──────── Exercise inputs ────────

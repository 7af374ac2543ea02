//! Error types for the Workflow Orchestrator MCP server.
//!
//! Uses `thiserror` for structured error handling with automatic `From` implementations.

use axum::{
    Json,
    http::StatusCode,
    response::{IntoResponse, Response},
};
use serde::Serialize;

/// Errors from PKCE verification.
#[derive(thiserror::Error, Debug, Clone, PartialEq, Eq)]
pub enum PkceError {
    /// Verifier length outside 43..=128 characters
    #[error("code_verifier must be 43-128 characters, got {0}")]
    InvalidVerifier(usize),

    /// Challenge method other than `S256` or `plain`
    #[error("unsupported code_challenge_method: {0}")]
    UnsupportedMethod(String),
}

/// Errors from minting or verifying signed tokens.
#[derive(thiserror::Error, Debug, Clone, PartialEq, Eq)]
pub enum TokenError {
    /// Signature valid but `exp` has passed
    #[error("token has expired")]
    Expired,

    /// Not a structurally valid token
    #[error("malformed token: {0}")]
    Malformed(String),

    /// Signature, issuer or audience check failed
    #[error("invalid token signature or claims: {0}")]
    InvalidSignature(String),

    /// Valid token of a different kind than expected
    #[error("token kind mismatch: expected {expected}, got {actual}")]
    KindMismatch {
        /// Kind the caller required
        expected: &'static str,
        /// Kind embedded in the token
        actual: String,
    },

    /// Encoding failed (key problem)
    #[error("failed to sign token: {0}")]
    Signing(String),
}

impl TokenError {
    /// Returns true if the token failed only because it expired.
    #[must_use]
    pub const fn is_expired(&self) -> bool {
        matches!(self, Self::Expired)
    }
}

/// Errors from loading signing keys.
#[derive(thiserror::Error, Debug)]
pub enum KeyError {
    /// No usable shared secret
    #[error("JWT shared secret is empty")]
    EmptySecret,
}

/// Errors from the authorization store.
#[derive(thiserror::Error, Debug)]
pub enum StoreError {
    /// Database driver error
    #[error("database error: {0}")]
    Database(#[from] sqlx::Error),

    /// Persisted row could not be decoded
    #[error("corrupt row in {table}: {message}")]
    Corrupt {
        /// Table the row came from
        table: &'static str,
        /// What failed to decode
        message: String,
    },
}

impl StoreError {
    /// Create a corrupt-row error.
    #[must_use]
    pub fn corrupt(table: &'static str, message: impl Into<String>) -> Self {
        Self::Corrupt { table, message: message.into() }
    }
}

/// OAuth 2.0 error codes (RFC 6749 §5.2, RFC 8707).
#[derive(Debug, Clone, Copy, PartialEq, Eq)]
pub enum OAuthErrorCode {
    InvalidRequest,
    InvalidClient,
    InvalidGrant,
    InvalidToken,
    UnsupportedGrantType,
    UnsupportedResponseType,
    InvalidTarget,
    AccessDenied,
    ServerError,
}

impl OAuthErrorCode {
    #[must_use]
    pub const fn as_str(self) -> &'static str {
        match self {
            Self::InvalidRequest => "invalid_request",
            Self::InvalidClient => "invalid_client",
            Self::InvalidGrant => "invalid_grant",
            Self::InvalidToken => "invalid_token",
            Self::UnsupportedGrantType => "unsupported_grant_type",
            Self::UnsupportedResponseType => "unsupported_response_type",
            Self::InvalidTarget => "invalid_target",
            Self::AccessDenied => "access_denied",
            Self::ServerError => "server_error",
        }
    }
}

/// OAuth error returned to clients as `{"error", "error_description"}`.
#[derive(thiserror::Error, Debug, Clone)]
#[error("{}: {description}", .code.as_str())]
pub struct OAuthError {
    pub code: OAuthErrorCode,
    pub description: String,
    pub status: StatusCode,
}

impl OAuthError {
    fn new(code: OAuthErrorCode, description: impl Into<String>, status: StatusCode) -> Self {
        Self { code, description: description.into(), status }
    }

    #[must_use]
    pub fn invalid_request(description: impl Into<String>) -> Self {
        Self::new(OAuthErrorCode::InvalidRequest, description, StatusCode::BAD_REQUEST)
    }

    /// Unknown client; always 401.
    #[must_use]
    pub fn invalid_client(description: impl Into<String>) -> Self {
        Self::new(OAuthErrorCode::InvalidClient, description, StatusCode::UNAUTHORIZED)
    }

    #[must_use]
    pub fn invalid_grant(description: impl Into<String>) -> Self {
        Self::new(OAuthErrorCode::InvalidGrant, description, StatusCode::BAD_REQUEST)
    }

    #[must_use]
    pub fn unsupported_grant_type() -> Self {
        Self::new(
            OAuthErrorCode::UnsupportedGrantType,
            "Only 'authorization_code' and 'refresh_token' are supported",
            StatusCode::BAD_REQUEST,
        )
    }

    #[must_use]
    pub fn unsupported_response_type() -> Self {
        Self::new(
            OAuthErrorCode::UnsupportedResponseType,
            "Only 'code' is supported",
            StatusCode::BAD_REQUEST,
        )
    }

    #[must_use]
    pub fn invalid_target(resource: &str) -> Self {
        Self::new(
            OAuthErrorCode::InvalidTarget,
            format!("Unknown resource: {resource}"),
            StatusCode::BAD_REQUEST,
        )
    }

    #[must_use]
    pub fn access_denied(description: impl Into<String>) -> Self {
        Self::new(OAuthErrorCode::AccessDenied, description, StatusCode::FORBIDDEN)
    }

    /// Internal failure. The detail is logged here and never sent to the caller.
    #[must_use]
    pub fn server_error(context: &str, err: &dyn std::error::Error) -> Self {
        tracing::error!(error = %err, "{context}");
        Self::new(
            OAuthErrorCode::ServerError,
            "The server encountered an internal error",
            StatusCode::INTERNAL_SERVER_ERROR,
        )
    }
}

impl From<StoreError> for OAuthError {
    fn from(err: StoreError) -> Self {
        Self::server_error("Authorization store failure", &err)
    }
}

#[derive(Serialize)]
struct OAuthErrorBody<'a> {
    error: &'static str,
    error_description: &'a str,
}

impl IntoResponse for OAuthError {
    fn into_response(self) -> Response {
        let body = OAuthErrorBody { error: self.code.as_str(), error_description: &self.description };
        (self.status, Json(body)).into_response()
    }
}

/// Result type alias for store operations.
pub type StoreResult<T> = Result<T, StoreError>;

/// Result type alias for OAuth protocol operations.
pub type OAuthResult<T> = Result<T, OAuthError>;

#[cfg(test)]
mod tests {
    use super::*;

    #[test]
    fn test_oauth_error_status() {
        assert_eq!(OAuthError::invalid_client("x").status, StatusCode::UNAUTHORIZED);
        assert_eq!(OAuthError::invalid_grant("x").status, StatusCode::BAD_REQUEST);
        assert_eq!(OAuthError::invalid_target("urn:x").code.as_str(), "invalid_target");
        assert_eq!(OAuthError::access_denied("x").status, StatusCode::FORBIDDEN);
    }

    #[test]
    fn test_token_error_expired() {
        assert!(TokenError::Expired.is_expired());
        assert!(!TokenError::Malformed("x".into()).is_expired());
    }

    #[tokio::test]
    async fn test_oauth_error_body() {
        let response = OAuthError::invalid_grant("Authorization code already used").into_response();
        assert_eq!(response.status(), StatusCode::BAD_REQUEST);
        let body = axum::body::to_bytes(response.into_body(), usize::MAX).await.unwrap();
        let json: serde_json::Value = serde_json::from_slice(&body).unwrap();
        assert_eq!(json["error"], "invalid_grant");
        assert_eq!(json["error_description"], "Authorization code already used");
    }

    #[test]
    fn test_server_error_hides_detail() {
        let err = OAuthError::from(StoreError::corrupt("users", "bad uuid"));
        assert_eq!(err.status, StatusCode::INTERNAL_SERVER_ERROR);
        assert!(!err.description.contains("uuid"));
    }
}
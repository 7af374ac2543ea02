//! Workflow Orchestrator MCP Server - Entry Point

use std::net::{IpAddr, SocketAddr};

use anyhow::Context;
use clap::Parser;
use tracing_subscriber::{EnvFilter, layer::SubscriberExt, util::SubscriberInitExt};

use workflow_orchestrator_mcp::{config::Config, server::McpServer};

#[derive(Parser, Debug)]
#[command(name = "workflow-orchestrator-mcp")]
#[command(about = "MCP server for task workflows with an embedded OAuth 2.0 authorization server")]
#[command(version)]
struct Cli {
    /// HTTP server port
    #[arg(long, default_value = "8000", env = "PORT")]
    port: u16,

    /// Address to bind
    #[arg(long, default_value = "0.0.0.0", env = "HOST")]
    host: IpAddr,

    /// Log level (trace, debug, info, warn, error)
    #[arg(long, default_value = "info", env = "RUST_LOG")]
    log_level: String,

    /// Output logs as JSON
    #[arg(long)]
    json_logs: bool,
}

fn init_tracing(log_level: &str, json: bool) {
    let filter = EnvFilter::try_from_default_env().unwrap_or_else(|_| EnvFilter::new(log_level));

    let subscriber = tracing_subscriber::registry().with(filter);

    if json {
        subscriber.with(tracing_subscriber::fmt::layer().json()).init();
    } else {
        subscriber.with(tracing_subscriber::fmt::layer().compact()).init();
    }
}

#[tokio::main]
async fn main() -> anyhow::Result<()> {
    let cli = Cli::parse();

    init_tracing(&cli.log_level, cli.json_logs);

    tracing::info!(version = env!("CARGO_PKG_VERSION"), "Starting Workflow Orchestrator MCP server");

    let config = Config::from_env().context("invalid configuration")?;
    tracing::debug!(?config, "Loaded configuration");

    let server = McpServer::new(config).await?;
    server.run_http(SocketAddr::new(cli.host, cli.port)).await
}
//! Authorization flow controller.
//!
//! Composes the PKCE verifier, token codec and store into the `/authorize`,
//! `/token`, `/revoke` and `/register` protocol steps. Handlers stay thin:
//! they extract parameters, call in here and render the result.

use std::sync::Arc;

use chrono::{DateTime, Utc};
use subtle::ConstantTimeEq;
use url::Url;

use super::pkce::{self, PkceMethod};
use super::store::{AuthStore, CodeExchange};
use super::token::{MintRequest, MintedToken, TokenCodec, TokenKind};
use super::token_hash::hash_token;
use super::types::{
    AuthorizationCode, AuthorizeQuery, ClientRegistrationResponse, NewAuthorizationCode, NewClient,
    NewTokenPair, OAuthClient, RegisterRequest, RevokeRequest, TokenRequest, TokenResponse,
};
use crate::config::{Config, oauth};
use crate::error::{KeyError, OAuthError, OAuthResult};

const GRANT_TYPES: &[&str] = &["authorization_code", "refresh_token"];
const RESPONSE_TYPES: &[&str] = &["code"];
const CHALLENGE_METHODS: &[&str] = &["S256", "plain"];

/// A validated `/authorize` request, ready to be approved.
#[derive(Debug, Clone)]
pub struct AuthorizationRequest {
    pub client: OAuthClient,
    pub redirect_uri: String,
    pub scope: String,
    pub state: Option<String>,
    pub code_challenge: String,
    pub code_challenge_method: PkceMethod,
}

/// The embedded OAuth 2.0 authorization server.
#[derive(Debug, Clone)]
pub struct OAuthServer {
    config: Arc<Config>,
    codec: TokenCodec,
    store: AuthStore,
}
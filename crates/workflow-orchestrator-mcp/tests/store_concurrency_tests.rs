//! Concurrent use of one authorization code against a file-backed database.

mod common;

use std::sync::Arc;

use common::*;
use workflow_orchestrator_mcp::config::Config;
use workflow_orchestrator_mcp::server::oauth::types::{AuthorizeQuery, RegisterRequest, TokenRequest};
use workflow_orchestrator_mcp::server::oauth::{AuthStore, OAuthServer};

async fn file_backed_server(dir: &tempfile::TempDir) -> OAuthServer {
    let mut config = Config::for_testing(BASE_URL);
    config.database_url = format!("sqlite://{}", dir.path().join("auth.db").display());
    let store = AuthStore::connect(&config.database_url).await.unwrap();
    OAuthServer::new(Arc::new(config), store).unwrap()
}

async fn issue_code(server: &OAuthServer) -> (String, String) {
    let client = server
        .register(RegisterRequest {
            client_name: Some("Racer".to_string()),
            redirect_uris: Some(vec![REDIRECT_URI.to_string()]),
            ..RegisterRequest::default()
        })
        .await
        .unwrap();

    let query = AuthorizeQuery {
        response_type: Some("code".to_string()),
        client_id: Some(client.client_id.clone()),
        redirect_uri: Some(REDIRECT_URI.to_string()),
        code_challenge: Some(s256(VERIFIER)),
        ..AuthorizeQuery::default()
    };
    let request = server.validate_authorization(&query).await.unwrap();
    let location = server.approve(&request, "racer").await.unwrap();
    let code = location.query_pairs().find(|(k, _)| k == "code").unwrap().1.into_owned();
    (client.client_id, code)
}

fn token_request(client_id: &str, code: &str) -> TokenRequest {
    TokenRequest {
        grant_type: Some("authorization_code".to_string()),
        code: Some(code.to_string()),
        redirect_uri: Some(REDIRECT_URI.to_string()),
        code_verifier: Some(VERIFIER.to_string()),
        client_id: Some(client_id.to_string()),
        ..TokenRequest::default()
    }
}

#[tokio::test(flavor = "multi_thread", worker_threads = 4)]
async fn test_concurrent_exchanges_yield_one_success() {
    let dir = tempfile::tempdir().unwrap();
    let server = file_backed_server(&dir).await;
    let (client_id, code) = issue_code(&server).await;

    let handles: Vec<_> = (0..2)
        .map(|_| {
            let server = server.clone();
            let request = token_request(&client_id, &code);
            tokio::spawn(async move { server.exchange(&request).await })
        })
        .collect();

    let mut successes = 0;
    let mut failures = Vec::new();
    for handle in handles {
        match handle.await.unwrap() {
            Ok(_) => successes += 1,
            Err(e) => failures.push(e),
        }
    }

    assert_eq!(successes, 1);
    assert_eq!(failures.len(), 1);
    assert_eq!(failures[0].code.as_str(), "invalid_grant");

    let stored = server.store().find_authorization_code_by_value(&code).await.unwrap().unwrap();
    assert!(stored.used);
}

#[tokio::test(flavor = "multi_thread", worker_threads = 4)]
async fn test_many_concurrent_exchanges_across_codes() {
    let dir = tempfile::tempdir().unwrap();
    let server = file_backed_server(&dir).await;

    let mut issued = Vec::new();
    for _ in 0..4 {
        issued.push(issue_code(&server).await);
    }

    // Every code raced by three exchanges.
    let mut handles = Vec::new();
    for (client_id, code) in &issued {
        for _ in 0..3 {
            let server = server.clone();
            let request = token_request(client_id, code);
            handles.push(tokio::spawn(async move { server.exchange(&request).await.is_ok() }));
        }
    }

    let mut successes = 0;
    for handle in handles {
        if handle.await.unwrap() {
            successes += 1;
        }
    }
    assert_eq!(successes, issued.len());
}

#[tokio::test]
async fn test_store_survives_reconnect() {
    let dir = tempfile::tempdir().unwrap();
    let (client_id, code) = {
        let server = file_backed_server(&dir).await;
        issue_code(&server).await
    };

    let server = file_backed_server(&dir).await;
    assert!(server.store().find_client_by_id(&client_id).await.unwrap().is_some());

    let response = server.exchange(&token_request(&client_id, &code)).await.unwrap();
    assert_eq!(response.token_type, "Bearer");
}
//! OAuth 2.0 authorization server for MCP authentication.
//!
//! Issues and validates the bearer tokens that gate the MCP endpoint.
//!
//! ## Supported Standards
//! - RFC 9728: OAuth Protected Resource Metadata
//! - RFC 8414: OAuth Authorization Server Metadata
//! - RFC 7591: Dynamic Client Registration
//! - RFC 7636: PKCE (S256, plain)
//! - RFC 6749: Authorization Code and Refresh Token grants
//! - RFC 7009: Token Revocation
//!
//! ## Layout
//! - [`pkce`], [`token`], [`token_hash`]: pure primitives
//! - [`store`]: SQLite persistence for clients, users, codes and tokens
//! - [`flow`]: the protocol steps composed from the above
//! - [`gate`]: bearer token middleware for protected paths
//! - [`handlers`], [`login`]: the HTTP surface

pub mod flow;
pub mod gate;
pub mod handlers;
pub mod login;
pub mod pkce;
pub mod store;
pub mod token;
pub mod token_hash;
pub mod types;

pub use flow::OAuthServer;
pub use gate::{AuthContext, GateRejection};
pub use store::AuthStore;
pub use token::TokenCodec;
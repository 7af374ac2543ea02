//! Bearer token gate for protected paths.
//!
//! Requests pass through an ordered list of [`Guard`]s. Each guard either
//! hands the request on, lets it through without further checks, or answers
//! it directly. The last guard verifies the bearer token and attaches an
//! [`AuthContext`] that downstream handlers read as an extension.

use std::sync::Arc;

use async_trait::async_trait;
use axum::{
    Json,
    extract::{Request, State},
    http::{HeaderMap, HeaderValue, Method, StatusCode, header},
    middleware::Next,
    response::{IntoResponse, Response},
};
use chrono::Utc;

use super::flow::OAuthServer;
use super::token::TokenKind;
use super::token_hash::hash_token;
use crate::config::{Config, oauth};
use crate::error::{OAuthError, StoreError, TokenError};

/// Paths that never require a token.
pub const PUBLIC_PATHS: &[&str] = &[
    "/health",
    "/manifest.json",
    "/.well-known/",
    "/authorize",
    "/login",
    "/token",
    "/revoke",
    "/register",
    "/docs",
    "/redoc",
    "/openapi.json",
];

/// Identity resolved from a verified access token.
#[derive(Debug, Clone, PartialEq, Eq)]
pub struct AuthContext {
    pub user_id: String,
    pub client_id: String,
    pub scope: String,
}

/// Why a bearer token was refused. Every variant is a 401.
#[derive(thiserror::Error, Debug, Clone, PartialEq, Eq)]
pub enum GateRejection {
    #[error("missing Authorization header")]
    Missing,
    #[error("token has expired")]
    Expired,
    #[error("invalid token: {0}")]
    Invalid(String),
    #[error("token not found")]
    NotFound,
    #[error("token has been revoked")]
    Revoked,
}

impl GateRejection {
    const fn error_code(&self) -> &'static str {
        match self {
            Self::Missing => "invalid_request",
            _ => "invalid_token",
        }
    }

    const fn description(&self) -> &'static str {
        match self {
            Self::Missing => "Missing Authorization header",
            Self::Expired => "Token has expired",
            Self::Invalid(_) => "Invalid token",
            Self::NotFound => "Token not found",
            Self::Revoked => "Token has been revoked",
        }
    }

    /// Render as a 401 with a `WWW-Authenticate` challenge.
    #[must_use]
    pub fn into_challenge(self, config: &Config) -> Response {
        let challenge = format!(
            r#"Bearer realm="{}", error="{}", error_description="{}", resource_metadata="{}", scope="{}""#,
            oauth::REALM,
            self.error_code(),
            self.description(),
            config.resource_metadata_url(),
            oauth::DEFAULT_SCOPE,
        );

        let body = serde_json::json!({
            "error": self.error_code(),
            "error_description": self.description(),
        });
        let mut response = (StatusCode::UNAUTHORIZED, Json(body)).into_response();
        match HeaderValue::from_str(&challenge) {
            Ok(value) => {
                response.headers_mut().insert(header::WWW_AUTHENTICATE, value);
            }
            Err(e) => tracing::error!(error = %e, "Unencodable WWW-Authenticate challenge"),
        }
        response
    }
}

impl From<TokenError> for GateRejection {
    fn from(err: TokenError) -> Self {
        match err {
            TokenError::Expired => Self::Expired,
            other => Self::Invalid(other.to_string()),
        }
    }
}

/// Failure while authenticating a bearer token.
#[derive(thiserror::Error, Debug)]
pub enum GateError {
    #[error(transparent)]
    Rejected(#[from] GateRejection),
    #[error(transparent)]
    Store(#[from] StoreError),
}

/// Outcome of a single guard.
#[derive(Debug)]
pub enum Verdict {
    /// Hand the request to the next guard.
    Next,
    /// Skip the remaining guards and run the handler.
    Pass,
    /// Answer with this response instead of running the handler.
    Reject(Response),
}

/// One step of the request pipeline.
#[async_trait]
pub trait Guard: Send + Sync {
    /// Guard name for logs.
    fn name(&self) -> &'static str;

    async fn check(&self, req: &mut Request) -> Verdict;
}

/// Ordered guards run in front of every request.
#[derive(Clone)]
pub struct GuardPipeline {
    guards: Arc<Vec<Box<dyn Guard>>>,
}

impl GuardPipeline {
    #[must_use]
    pub fn new(guards: Vec<Box<dyn Guard>>) -> Self {
        Self { guards: Arc::new(guards) }
    }

    /// Preflight, public-path and bearer guards, in that order.
    #[must_use]
    pub fn bearer(server: OAuthServer) -> Self {
        let paths = PathGuard::new(&server.config().protected_paths);
        Self::new(vec![Box::new(PreflightGuard), Box::new(paths), Box::new(BearerGuard::new(server))])
    }

    /// Run the guards, then the handler unless a guard answered.
    pub async fn run(&self, mut req: Request, next: Next) -> Response {
        for guard in self.guards.iter() {
            match guard.check(&mut req).await {
                Verdict::Next => {}
                Verdict::Pass => break,
                Verdict::Reject(response) => {
                    tracing::debug!(guard = guard.name(), path = %req.uri().path(), "Request rejected");
                    return response;
                }
            }
        }
        next.run(req).await
    }
}

impl std::fmt::Debug for GuardPipeline {
    fn fmt(&self, f: &mut std::fmt::Formatter<'_>) -> std::fmt::Result {
        let names: Vec<_> = self.guards.iter().map(|g| g.name()).collect();
        f.debug_struct("GuardPipeline").field("guards", &names).finish()
    }
}

/// Axum middleware entry point.
pub async fn gate_middleware(
    State(pipeline): State<GuardPipeline>,
    req: Request,
    next: Next,
) -> Response {
    pipeline.run(req, next).await
}

// ─── Guards ──────────────────────────────────────────────────────────────────

/// CORS preflight never carries credentials.
#[derive(Debug)]
pub struct PreflightGuard;

#[async_trait]
impl Guard for PreflightGuard {
    fn name(&self) -> &'static str {
        "preflight"
    }

    async fn check(&self, req: &mut Request) -> Verdict {
        if *req.method() == Method::OPTIONS { Verdict::Pass } else { Verdict::Next }
    }
}

/// Lets public paths and anything outside the protected prefixes through.
///
/// With no protected prefixes configured, every non-public path is protected.
#[derive(Debug)]
pub struct PathGuard {
    protected: Vec<String>,
}

impl PathGuard {
    #[must_use]
    pub fn new(protected: &[String]) -> Self {
        Self { protected: protected.to_vec() }
    }

    fn requires_token(&self, path: &str) -> bool {
        if PUBLIC_PATHS.iter().any(|prefix| path.starts_with(prefix)) {
            return false;
        }
        self.protected.is_empty() || self.protected.iter().any(|prefix| under_prefix(path, prefix))
    }
}

#[async_trait]
impl Guard for PathGuard {
    fn name(&self) -> &'static str {
        "path"
    }

    async fn check(&self, req: &mut Request) -> Verdict {
        if self.requires_token(req.uri().path()) { Verdict::Next } else { Verdict::Pass }
    }
}

/// Verifies `Authorization: Bearer` against the codec and the store.
#[derive(Debug)]
pub struct BearerGuard {
    server: OAuthServer,
}

impl BearerGuard {
    #[must_use]
    pub const fn new(server: OAuthServer) -> Self {
        Self { server }
    }

    /// Resolve an access token to its identity.
    ///
    /// The signature is checked first, then the persisted record: it must
    /// exist, be unrevoked and its stored access expiry must not have passed.
    /// Revocation state is read from the store on every call.
    pub async fn authenticate(&self, token: &str) -> Result<AuthContext, GateError> {
        let claims = self
            .server
            .codec()
            .verify(token, TokenKind::AccessToken)
            .map_err(GateRejection::from)?;

        let Some(record) = self.server.store().find_token_by_access_hash(&hash_token(token)).await? else {
            return Err(GateRejection::NotFound.into());
        };
        if record.revoked {
            return Err(GateRejection::Revoked.into());
        }
        if record.is_access_expired(Utc::now()) {
            return Err(GateRejection::Expired.into());
        }

        Ok(AuthContext { user_id: claims.sub, client_id: claims.client_id, scope: claims.scope })
    }
}

#[async_trait]
impl Guard for BearerGuard {
    fn name(&self) -> &'static str {
        "bearer"
    }

    async fn check(&self, req: &mut Request) -> Verdict {
        let path = req.uri().path().to_string();
        let Some(token) = bearer_token(req.headers()) else {
            tracing::warn!(path = %path, "Missing Authorization header for protected path");
            return Verdict::Reject(GateRejection::Missing.into_challenge(self.server.config()));
        };

        match self.authenticate(&token).await {
            Ok(context) => {
                tracing::debug!(user_id = %context.user_id, path = %path, "Authenticated request");
                req.extensions_mut().insert(context);
                Verdict::Pass
            }
            Err(GateError::Rejected(rejection)) => {
                match &rejection {
                    GateRejection::Expired => tracing::info!(path = %path, "Expired token"),
                    other => tracing::warn!(path = %path, reason = %other, "Rejected bearer token"),
                }
                Verdict::Reject(rejection.into_challenge(self.server.config()))
            }
            Err(GateError::Store(e)) => Verdict::Reject(OAuthError::from(e).into_response()),
        }
    }
}

/// Extract the token from `Authorization: Bearer <token>`.
fn bearer_token(headers: &HeaderMap) -> Option<String> {
    let value = headers.get(header::AUTHORIZATION)?.to_str().ok()?;
    let mut parts = value.split_whitespace();
    match (parts.next(), parts.next(), parts.next()) {
        (Some(scheme), Some(token), None) if scheme.eq_ignore_ascii_case("bearer") => {
            Some(token.to_string())
        }
        _ => None,
    }
}

fn under_prefix(path: &str, prefix: &str) -> bool {
    match path.strip_prefix(prefix) {
        Some(rest) => rest.is_empty() || prefix.ends_with('/') || rest.starts_with('/'),
        None => false,
    }
}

────────

**About this task:** What are the exact lines from the beginning of the material through the line containing "verifying signed tokens."? Write out those lines alone.

**Exercise response:**
repository 7af374ac2543ea02
//! Error types for the Workflow Orchestrator MCP server.
//!
//! Uses `thiserror` for structured error handling with automatic `From` implementations.

use axum::{
    Json,
    http::StatusCode,
    response::{IntoResponse, Response},
};
use serde::Serialize;

/// Errors from PKCE verification.
#[derive(thiserror::Error, Debug, Clone, PartialEq, Eq)]
pub enum PkceError {
    /// Verifier length outside 43..=128 characters
    #[error("code_verifier must be 43-128 characters, got {0}")]
    InvalidVerifier(usize),

    /// Challenge method other than `S256` or `plain`
    #[error("unsupported code_challenge_method: {0}")]
    UnsupportedMethod(String),
}

/// Errors from minting or verifying signed tokens.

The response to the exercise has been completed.